Authors :
Presenting Author: Emily Liao, BE – University of Minnesota
Derek Doss, PhD – Vanderbilt University
Ghassan Makhoul, BS – Vanderbilt University Medical Center
Addison Cavender, BS – Vanderbilt University Medical Center
Anas Reda, MS – Vanderbilt University Medical Center
Bruno Hidalgo, BS – Vanderbilt University Medical Center
Kate Wang, BS – Vanderbilt University Medical Center
Lucas Sainburg, BS – Vanderbilt University
Graham Johnson, MD, PhD – Mayo Clinic
Angela Crudele, MD – Vanderbilt University Medical Center
Sarah Bick, MD – Vanderbilt University Medical Center
Victoria Morgan, PhD – Vanderbilt University Medical Center
Dario Englot, MD PhD – Vanderbilt University Medical Center
Rationale:
The Extended Network Inhibition Hypothesis (eNIH) suggests that in patients with mesial temporal lobe epilepsy (mTLE), persistent seizure propagation from mesial structures to the subcortex and basal forebrain yields lasting arousal network damage.

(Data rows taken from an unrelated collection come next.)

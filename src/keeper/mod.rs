//! The front-end dispatcher. A [`Keeper`] holds a write-once table mapping
//! each RPC method to one of three distribution strategies (broadcast to
//! every live node, forward to one random node, or route to a
//! consistent-hash-selected subset), plus the aggregator that folds per-node
//! replies for the fan-out strategies. Registration happens once at startup;
//! the table never changes at runtime. Routing targets follow the membership
//! directory's change-notification channel.

pub mod aggregators;
pub mod node_ring;
mod surface;

pub use surface::register_standard_surface;

use crate::cluster::{Membership, MembershipSnapshot};
use crate::core::{
  NodeAddress, RpcClient, RpcServer, RpcService, ServiceError, TransportError,
};
use aggregators::Aggregator;
use async_trait::async_trait;
use node_ring::NodeRing;
use parking_lot::{Mutex, RwLock};
use rand::rngs::SmallRng;
use rand::seq::SliceRandom;
use rand::SeedableRng;
use serde_cbor::Value;
use std::collections::{BTreeMap, HashMap};
use std::sync::Arc;
use std::time::Instant;
use thiserror::Error;
use tokio::sync::watch;
use tracing::{debug, warn};

/// Configures a [`Keeper`].
#[derive(Clone, Debug)]
pub struct KeeperConfig {
  /// The logical cluster whose nodes this keeper routes to.
  ///
  /// default: `"local"`
  pub cluster: String,
  /// How many ring points each node occupies in the consistent hash table.
  /// Must match across keepers routing for the same cluster.
  ///
  /// default: `2`
  pub vnodes: u32,
}
impl Default for KeeperConfig {
  fn default() -> Self {
    KeeperConfig {
      cluster: "local".to_string(),
      vnodes: 2,
    }
  }
}

/// How calls to a method are distributed over the cluster.
#[derive(Clone, Copy, Debug, Eq, PartialEq)]
pub enum Routing {
  /// Send to every live node and fold the successful replies.
  Broadcast,
  /// Forward verbatim to one uniformly random node.
  Random,
  /// Send to the `width` nodes the hash ring assigns the routing key.
  ConsistentHash {
    /// Replication width: primary plus replicas.
    width: usize,
  },
}

/// Whether a method mutates worker state. Recorded for status and
/// monitoring; dispatch behavior never depends on it.
#[derive(Clone, Copy, Debug, Eq, PartialEq)]
pub enum MethodClass {
  /// The method mutates the model.
  Update,
  /// The method only reads.
  Analysis,
}

/// Routing failures surfaced to the client as the call's outcome.
#[derive(Debug, Error)]
pub enum KeeperError {
  /// No handler is registered under this name.
  #[error("unknown method {0}")]
  UnknownMethod(String),
  /// A method was registered twice; the table is write-once.
  #[error("method {0} is already registered")]
  DuplicateMethod(String),
  /// A random route found no live node to forward to.
  #[error("no replica available for {0}")]
  NoReplicaAvailable(String),
  /// A fan-out route got no successful reply from any node.
  #[error("all replicas unavailable for {0}")]
  AllReplicasUnavailable(String),
  /// A consistent-hash call without a string routing key in first position.
  #[error("{0} carries no routing key")]
  BadRoutingKey(String),
  /// The transport failed on a single-target route.
  #[error(transparent)]
  Transport(#[from] TransportError),
}

struct RouteEntry {
  routing: Routing,
  class: MethodClass,
  aggregator: Option<Aggregator>,
}

struct Targets {
  snapshot: MembershipSnapshot,
  ring: NodeRing,
}

/// The front-end RPC dispatcher.
pub struct Keeper {
  config: KeeperConfig,
  membership: Membership,
  members: watch::Receiver<MembershipSnapshot>,
  client: Arc<dyn RpcClient>,
  table: HashMap<String, RouteEntry>,
  targets: RwLock<Targets>,
  rng: Mutex<SmallRng>,
  started: Instant,
}
impl Keeper {
  /// A keeper routing `config.cluster` calls through `client`, with an
  /// empty method table. Subscribes to the membership channel up front and
  /// tracks it for the rest of its life.
  pub fn new(
    config: KeeperConfig,
    membership: Membership,
    client: Arc<dyn RpcClient>,
  ) -> Keeper {
    let vnodes = config.vnodes;
    let members = membership.watch(&config.cluster);
    Keeper {
      config: config,
      membership: membership,
      members: members,
      client: client,
      table: HashMap::new(),
      targets: RwLock::new(Targets {
        snapshot: MembershipSnapshot::empty(),
        ring: NodeRing::new(vnodes),
      }),
      rng: Mutex::new(SmallRng::from_entropy()),
      started: Instant::now(),
    }
  }

  /// Register a method sent to every live node, folding replies with
  /// `aggregator`.
  pub fn register_broadcast(
    &mut self,
    name: &str,
    class: MethodClass,
    aggregator: Aggregator,
  ) -> Result<(), KeeperError> {
    self.register(name, Routing::Broadcast, class, Some(aggregator))
  }

  /// Register a method forwarded verbatim to one random node.
  pub fn register_random(
    &mut self,
    name: &str,
    class: MethodClass,
  ) -> Result<(), KeeperError> {
    self.register(name, Routing::Random, class, None)
  }

  /// Register a method routed by consistent hash of its first argument to
  /// `width` nodes, folding replies with `aggregator`.
  pub fn register_cht(
    &mut self,
    name: &str,
    width: usize,
    class: MethodClass,
    aggregator: Aggregator,
  ) -> Result<(), KeeperError> {
    self.register(
      name,
      Routing::ConsistentHash { width: width },
      class,
      Some(aggregator),
    )
  }

  fn register(
    &mut self,
    name: &str,
    routing: Routing,
    class: MethodClass,
    aggregator: Option<Aggregator>,
  ) -> Result<(), KeeperError> {
    if self.table.contains_key(name) {
      return Err(KeeperError::DuplicateMethod(name.to_string()));
    }
    let entry = RouteEntry {
      routing: routing,
      class: class,
      aggregator: aggregator,
    };
    self.table.insert(name.to_string(), entry);
    Ok(())
  }

  /// The registered routing strategy for `method`, if any.
  pub fn routing_of(&self, method: &str) -> Option<Routing> {
    self.table.get(method).map(|e| e.routing)
  }

  /// The registered side-effect class for `method`, if any.
  pub fn class_of(&self, method: &str) -> Option<MethodClass> {
    self.table.get(method).map(|e| e.class)
  }

  /// Route one call per the table and fold the replies.
  pub async fn dispatch(
    &self,
    method: &str,
    args: Value,
  ) -> Result<Value, KeeperError> {
    let entry = self
      .table
      .get(method)
      .ok_or_else(|| KeeperError::UnknownMethod(method.to_string()))?;
    self.refresh_targets();
    match entry.routing {
      Routing::Broadcast => {
        let nodes = {
          let targets = self.targets.read();
          targets.snapshot.nodes.iter().cloned().collect::<Vec<_>>()
        };
        self.fan_out(method, args, entry, nodes).await
      }
      Routing::Random => {
        let node = {
          let targets = self.targets.read();
          let nodes =
            targets.snapshot.nodes.iter().cloned().collect::<Vec<_>>();
          nodes.choose(&mut *self.rng.lock()).cloned()
        };
        let node = node
          .ok_or_else(|| KeeperError::NoReplicaAvailable(method.to_string()))?;
        Ok(self.client.call(&node, method, args).await?)
      }
      Routing::ConsistentHash { width } => {
        let key = routing_key(method, &args)?;
        let nodes = {
          let targets = self.targets.read();
          targets.ring.route(&key, width)
        };
        if nodes.is_empty() {
          return Err(KeeperError::NoReplicaAvailable(method.to_string()));
        }
        self.fan_out(method, args, entry, nodes).await
      }
    }
  }

  /// Serve dispatched calls until the transport shuts down.
  pub async fn run(
    self: Arc<Self>,
    server: Arc<dyn RpcServer>,
  ) -> Result<(), TransportError> {
    debug!(
      "keeper for cluster {} serving {} methods",
      self.config.cluster,
      self.table.len()
    );
    server.serve(self).await
  }

  async fn fan_out(
    &self,
    method: &str,
    args: Value,
    entry: &RouteEntry,
    nodes: Vec<Arc<NodeAddress>>,
  ) -> Result<Value, KeeperError> {
    let mut acc: Option<Value> = None;
    for node in nodes {
      match self.client.call(&node, method, args.clone()).await {
        Ok(reply) => {
          acc = Some(match (acc, entry.aggregator) {
            (Some(a), Some(fold)) => fold(a, reply),
            (Some(a), None) => a,
            (None, _) => reply,
          });
        }
        Err(e) => warn!("{} on {} dropped from fold: {}", method, node, e),
      }
    }
    let acc = match (acc, method) {
      // the keeper adds its own status row, but only to a fold that got at
      // least one worker reply; an all-fail broadcast still fails
      (Some(a), "get_status") => Some(aggregators::merge(a, self.status())),
      (acc, _) => acc,
    };
    acc.ok_or_else(|| KeeperError::AllReplicasUnavailable(method.to_string()))
  }

  fn refresh_targets(&self) {
    let latest = self.members.borrow().clone();
    {
      let targets = self.targets.read();
      if targets.snapshot == latest {
        return;
      }
    }
    let ring = NodeRing::from_snapshot(&latest, self.config.vnodes);
    let mut targets = self.targets.write();
    targets.snapshot = latest;
    targets.ring = ring;
  }

  fn status(&self) -> Value {
    let text = |s: String| Value::Text(s);
    let mut row = BTreeMap::new();
    row.insert(
      text("uptime_secs".to_string()),
      text(self.started.elapsed().as_secs().to_string()),
    );
    row.insert(
      text("methods".to_string()),
      text(self.table.len().to_string()),
    );
    row.insert(
      text("known_nodes".to_string()),
      text(self.targets.read().snapshot.nodes.len().to_string()),
    );
    row.insert(
      text("standalone".to_string()),
      text(self.membership.is_standalone().to_string()),
    );
    let mut outer = BTreeMap::new();
    outer.insert(
      text(format!("keeper/{}", self.config.cluster)),
      Value::Map(row),
    );
    Value::Map(outer)
  }
}

#[async_trait]
impl RpcService for Keeper {
  async fn handle(
    &self,
    method: &str,
    args: Value,
  ) -> Result<Value, ServiceError> {
    self.dispatch(method, args).await.map_err(|e| match e {
      KeeperError::UnknownMethod(m) => ServiceError::UnknownMethod(m),
      e => ServiceError::Failed(e.to_string()),
    })
  }
}

fn routing_key(method: &str, args: &Value) -> Result<String, KeeperError> {
  match args {
    Value::Array(v) => match v.first() {
      Some(Value::Text(s)) => Ok(s.clone()),
      _ => Err(KeeperError::BadRoutingKey(method.to_string())),
    },
    _ => Err(KeeperError::BadRoutingKey(method.to_string())),
  }
}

This damage then likely contributes to deficits in vigilance and cognition interictally. The thalamus and ascending reticular activating system (ARAS) are among the regions affected by this pathophysiology. Prior imaging studies of mTLE patients have shown decreased structural and functional connectivity in thalamocortical and ARAS-to-cortical connections. We hypothesize subcortical-to-subcortical connectivity may also contribute to arousal network dysfunction, specifically among the thalamus, ARAS, hippocampus, and amygdala.
Methods:
We collected resting-state fMRI (TR=2s,3x3x4mm3) from mTLE patients (n=33) and controls (n=64). DWI (b=1000s/mm2, HARDI, 2.5mm isotropic) was obtained for a subset (patients n=17, controls n=45). For parcellation, we combined atlases in patient specific space (Desikan-Killiany, ScLimbic, Harvard AAN, and HSSM thalamus). Functional connectivity (FC) and streamline weights were computed between regions of interest (ROIs). Connectivity values were age corrected, and patients were z-scored against controls. To align seizure onset zone laterality, connectivity values were left-right flipped in patients with right mTLE and an equal proportion of controls. Node strengths were computed by summing connectivity with all other ROIs and dividing by the number of connected regions. Patient and control differences were tested with two-sample t-test for Fisher z-transformed FC and Wilcoxon rank-sum for streamline weights. P-values were adjusted for Holm-Bonferroni correction.
Results:
In functional analysis, patients had significantly reduced mean subcortical connectivity strength in the ipsilateral anterior thalamus, centrolateral (CL) thalamus and caudate (p< 0.05 two-sample t-test). Contralaterally, they had reductions in the connections of the centromedian (CM) and ventral thalamus (p< 0.05, Fig. 1A). Edgewise differences were significant between ipsilateral anterior and contralateral ventral thalamus, ipsilateral CL and ipsilateral parabrachial complex (PBC), and contralateral CM and PBC (p< 0.05, Fig. 1B). In structural analysis, reduced strength was seen in the ipsilateral hippocampus and contralateral ventral thalamus (p< 0.05 Wilcoxon rank-sum, Fig. 1A).